O que é a polilaminina e por que chama atenção
A polilaminina é uma substância de origem biológica, derivada da placenta humana, estudada por sua capacidade de estimular a regeneração da medula espinhal. Pesquisas iniciais indicam potencial para recuperar funções motoras e sensitivas em casos de paraplegia e tetraplegia decorrentes de lesões recentes.
Pesquisa ainda não chegou à fase clínica
O produto já passou por estudos científicos com autorização da Comissão Nacional de Ética em Pesquisa (Conep), incluindo testes em animais e em voluntários selecionados. Apesar dos resultados promissores observados na fase pré-clínica, a polilaminina ainda não recebeu autorização da Agência Nacional de Vigilância Sanitária (Anvisa) para avançar oficialmente à fase clínica, que avalia segurança e possíveis efeitos adversos em um grupo maior de pacientes.
Mesmo assim, aplicações têm ocorrido por meio de decisões judiciais, com acompanhamento das equipes médicas e científicas envolvidas.
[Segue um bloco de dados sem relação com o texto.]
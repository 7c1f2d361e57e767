//! Renderer error type.

use thiserror::Error;

/// Errors raised while setting up the renderer.
///
/// The frame loop itself only fails with [`RhiError`](swapframe_rhi::RhiError).
#[derive(Error, Debug)]
pub enum RendererError {
    #[error(transparent)]
    Rhi(#[from] swapframe_rhi::RhiError),

    /// Window or surface setup failed
    #[error(transparent)]
    Platform(#[from] swapframe_core::Error),
}

pub type RendererResult<T> = std::result::Result<T, RendererError>;
//! Window management using winit.
//!
//! The render loop pulls events instead of handing control to
//! `EventLoop::run_app`: [`Window::poll_events`] drains pending events
//! without blocking and [`Window::wait_events`] sleeps until at least one
//! arrives. Both pump the same [`ApplicationHandler`], which records the
//! close request, the latest framebuffer size and a resize flag.

use std::ffi::c_char;
use std::sync::Arc;
use std::time::Duration;

use ash::vk;
use raw_window_handle::{HasDisplayHandle, HasWindowHandle};
use winit::application::ApplicationHandler;
use winit::dpi::PhysicalSize;
use winit::event::WindowEvent;
use winit::event_loop::{ActiveEventLoop, EventLoop};
use winit::platform::pump_events::{EventLoopExtPumpEvents, PumpStatus};
use winit::window::{Window as WinitWindow, WindowAttributes, WindowId};

use swapframe_core::{Error, Result, WindowConfig};

/// Pumps allowed while waiting for the platform to hand us a window.
const CREATE_PUMP_LIMIT: usize = 100;
const CREATE_PUMP_TIMEOUT: Duration = Duration::from_millis(10);

/// RAII wrapper for a Vulkan surface.
///
/// The Vulkan instance that created it must outlive this value.
pub struct Surface {
    handle: vk::SurfaceKHR,
    surface_loader: ash::khr::surface::Instance,
}

impl Surface {
    #[inline]
    pub fn handle(&self) -> vk::SurfaceKHR {
        self.handle
    }

    #[inline]
    pub fn loader(&self) -> &ash::khr::surface::Instance {
        &self.surface_loader
    }
}

impl Drop for Surface {
    fn drop(&mut self) {
        // SAFETY: created by ash_window::create_surface from the same
        // instance as the loader, and destroyed only here.
        unsafe {
            self.surface_loader.destroy_surface(self.handle, None);
        }
        tracing::debug!("Vulkan surface destroyed");
    }
}

/// Event-driven state shared with winit while pumping.
struct WindowState {
    attributes: WindowAttributes,
    window: Option<Arc<WinitWindow>>,
    width: u32,
    height: u32,
    framebuffer_resized: bool,
    close_requested: bool,
    creation_error: Option<String>,
}

impl WindowState {
    fn on_resized(&mut self, size: PhysicalSize<u32>) {
        if size.width != self.width || size.height != self.height {
            tracing::debug!("Window resized: {}x{}", size.width, size.height);
        }
        self.width = size.width;
        self.height = size.height;
        self.framebuffer_resized = true;
    }
}

impl ApplicationHandler for WindowState {
    fn resumed(&mut self, event_loop: &ActiveEventLoop) {
        if self.window.is_some() {
            return;
        }

        match event_loop.create_window(self.attributes.clone()) {
            Ok(window) => {
                let size = window.inner_size();
                self.width = size.width;
                self.height = size.height;
                tracing::info!("Window created: {}x{}", size.width, size.height);
                self.window = Some(Arc::new(window));
            }
            Err(e) => {
                tracing::error!("Failed to create window: {}", e);
                self.creation_error = Some(e.to_string());
                event_loop.exit();
            }
        }
    }

    fn window_event(&mut self, _event_loop: &ActiveEventLoop, _id: WindowId, event: WindowEvent) {
        match event {
            WindowEvent::CloseRequested => {
                tracing::info!("Close requested");
                self.close_requested = true;
            }
            WindowEvent::Resized(size) => self.on_resized(size),
            _ => {}
        }
    }
}

/// Resizable application window with a pull-style event pump.
pub struct Window {
    // Dropped before the event loop.
    state: WindowState,
    event_loop: EventLoop<()>,
}

impl Window {
    /// Opens a window sized and titled from `config`.
    ///
    /// # Errors
    ///
    /// [`Error::Window`] if the event loop or window cannot be created.
    pub fn new(config: &WindowConfig) -> Result<Self> {
        let event_loop = EventLoop::new().map_err(|e| Error::Window(e.to_string()))?;

        let attributes = WindowAttributes::default()
            .with_title(config.title.clone())
            .with_inner_size(PhysicalSize::new(config.width, config.height))
            .with_resizable(true);

        let mut window = Self {
            state: WindowState {
                attributes,
                window: None,
                width: config.width,
                height: config.height,
                framebuffer_resized: false,
                close_requested: false,
                creation_error: None,
            },
            event_loop,
        };

        for _ in 0..CREATE_PUMP_LIMIT {
            window.pump(Some(CREATE_PUMP_TIMEOUT));

            if let Some(message) = window.state.creation_error.take() {
                return Err(Error::Window(message));
            }
            if window.state.window.is_some() {
                // Events seen before the first frame are not a resize.
                window.state.framebuffer_resized = false;
                return Ok(window);
            }
            if window.state.close_requested {
                break;
            }
        }

        Err(Error::Window(format!(
            "Window '{}' was not created by the event loop",
            config.title
        )))
    }

    fn pump(&mut self, timeout: Option<Duration>) {
        let status = self.event_loop.pump_app_events(timeout, &mut self.state);
        if let PumpStatus::Exit(code) = status {
            tracing::debug!("Event loop exited with code {}", code);
            self.state.close_requested = true;
        }
    }

    /// Processes pending events without blocking.
    pub fn poll_events(&mut self) {
        self.pump(Some(Duration::ZERO));
    }

    /// Blocks until at least one event arrives, then processes it.
    pub fn wait_events(&mut self) {
        self.pump(None);
    }

    /// Current framebuffer size; zero while minimized on some platforms.
    pub fn extent(&self) -> vk::Extent2D {
        vk::Extent2D {
            width: self.state.width,
            height: self.state.height,
        }
    }

    #[inline]
    pub fn should_close(&self) -> bool {
        self.state.close_requested
    }

    #[inline]
    pub fn was_resized(&self) -> bool {
        self.state.framebuffer_resized
    }

    #[inline]
    pub fn reset_resized_flag(&mut self) {
        self.state.framebuffer_resized = false;
    }

    fn winit_window(&self) -> Result<&WinitWindow> {
        self.state
            .window
            .as_deref()
            .ok_or_else(|| Error::Window("Window is not available".to_string()))
    }

    /// Instance extensions needed to create a surface for this window.
    ///
    /// The pointers reference static strings owned by `ash_window`.
    pub fn required_extensions(&self) -> Result<Vec<*const c_char>> {
        let display_handle = self
            .winit_window()?
            .display_handle()
            .map_err(|e| Error::Window(format!("Failed to get display handle: {}", e)))?;

        let extensions = ash_window::enumerate_required_extensions(display_handle.as_raw())
            .map_err(|e| {
                Error::Render(format!("Failed to enumerate required extensions: {}", e))
            })?;

        tracing::debug!(
            "Required Vulkan extensions for surface: {:?}",
            extensions
                .iter()
                // SAFETY: ash_window returns valid, null-terminated static strings.
                .map(|&ext| unsafe { std::ffi::CStr::from_ptr(ext) })
                .collect::<Vec<_>>()
        );

        Ok(extensions.to_vec())
    }

    /// Creates a Vulkan surface for this window.
    ///
    /// `instance` must have been created with [`Self::required_extensions`]
    /// enabled and must outlive the returned [`Surface`].
    pub fn create_surface(&self, entry: &ash::Entry, instance: &ash::Instance) -> Result<Surface> {
        let window = self.winit_window()?;

        let display_handle = window
            .display_handle()
            .map_err(|e| Error::Window(format!("Failed to get display handle: {}", e)))?;

        let window_handle = window
            .window_handle()
            .map_err(|e| Error::Window(format!("Failed to get window handle: {}", e)))?;

        // SAFETY: entry and instance are valid; the handles come from a live
        // winit window. The surface is destroyed in Surface::drop.
        let handle = unsafe {
            ash_window::create_surface(
                entry,
                instance,
                display_handle.as_raw(),
                window_handle.as_raw(),
                None,
            )
            .map_err(|e| Error::Render(format!("Failed to create Vulkan surface: {}", e)))?
        };

        let surface_loader = ash::khr::surface::Instance::new(entry, instance);

        tracing::info!("Vulkan surface created");

        Ok(Surface {
            handle,
            surface_loader,
        })
    }
}

#[cfg(test)]
mod tests {
    use super::*;

    fn state(width: u32, height: u32) -> WindowState {
        WindowState {
            attributes: WindowAttributes::default(),
            window: None,
            width,
            height,
            framebuffer_resized: false,
            close_requested: false,
            creation_error: None,
        }
    }

    #[test]
    fn test_resize_records_size_and_flag() {
        let mut state = state(800, 600);
        state.on_resized(PhysicalSize::new(640, 480));
        assert_eq!((state.width, state.height), (640, 480));
        assert!(state.framebuffer_resized);
    }

    #[test]
    fn test_minimize_reports_zero_extent() {
        let mut state = state(800, 600);
        state.on_resized(PhysicalSize::new(0, 0));
        assert_eq!((state.width, state.height), (0, 0));
        assert!(state.framebuffer_resized);
    }
}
Casos recentes indicam recuperação sensorial e motora
Um dos pacientes sofreu lesão medular após um acidente durante uma apresentação de motocross, no Espírito Santo. Pouco tempo após a aplicação, já foram identificados sinais de sensibilidade nos membros inferiores e contrações musculares em regiões específicas do corpo.
O segundo caso envolve um paciente que ficou paraplégico após um acidente de motocicleta. Após a aplicação realizada em um hospital do Rio de Janeiro, ele passou a apresentar sensibilidade em partes das pernas e conseguiu realizar um leve movimento do pé durante avaliação médica recente.
Aplicações seguem critérios rigorosos
Mesmo nos casos autorizados pela Justiça, a polilaminina só pode ser aplicada em pacientes com lesões medulares completas e recentes, ocorridas em até 72 horas. Até o momento, não há evidências científicas que comprovem eficácia em lesões antigas ou crônicas.
Anvisa acompanha casos autorizados judicialmente
A Anvisa informou que as aplicações realizadas decorrem de decisões judiciais que precisam ser cumpridas. O desenvolvimento clínico do produto está em análise prioritária, com foco na segurança dos participantes e no cumprimento dos critérios científicos exigidos para novos medicamentos.
Mais casos em acompanhamento
Até agora, foram concedidas quatro autorizações judiciais para uso da substância, com três aplicações já realizadas. Um dos casos mais recentes envolve uma mulher de 35 anos, vítima de acidente de trânsito em Minas Gerais. Ela recebeu a polilaminina há menos de uma semana, apresenta quadro de saúde estável e segue sob monitoramento médico, sem sinais de recuperação motora até o momento.
Tema segue sob atenção da comunidade científica
Especialistas ressaltam que qualquer melhora após uma lesão medular completa é considerada rara e merece análise criteriosa. A continuidade dos estudos clínicos será fundamental para confirmar se os avanços observados estão diretamente relacionados à substância ou a outros fatores do tratamento intensivo inicial.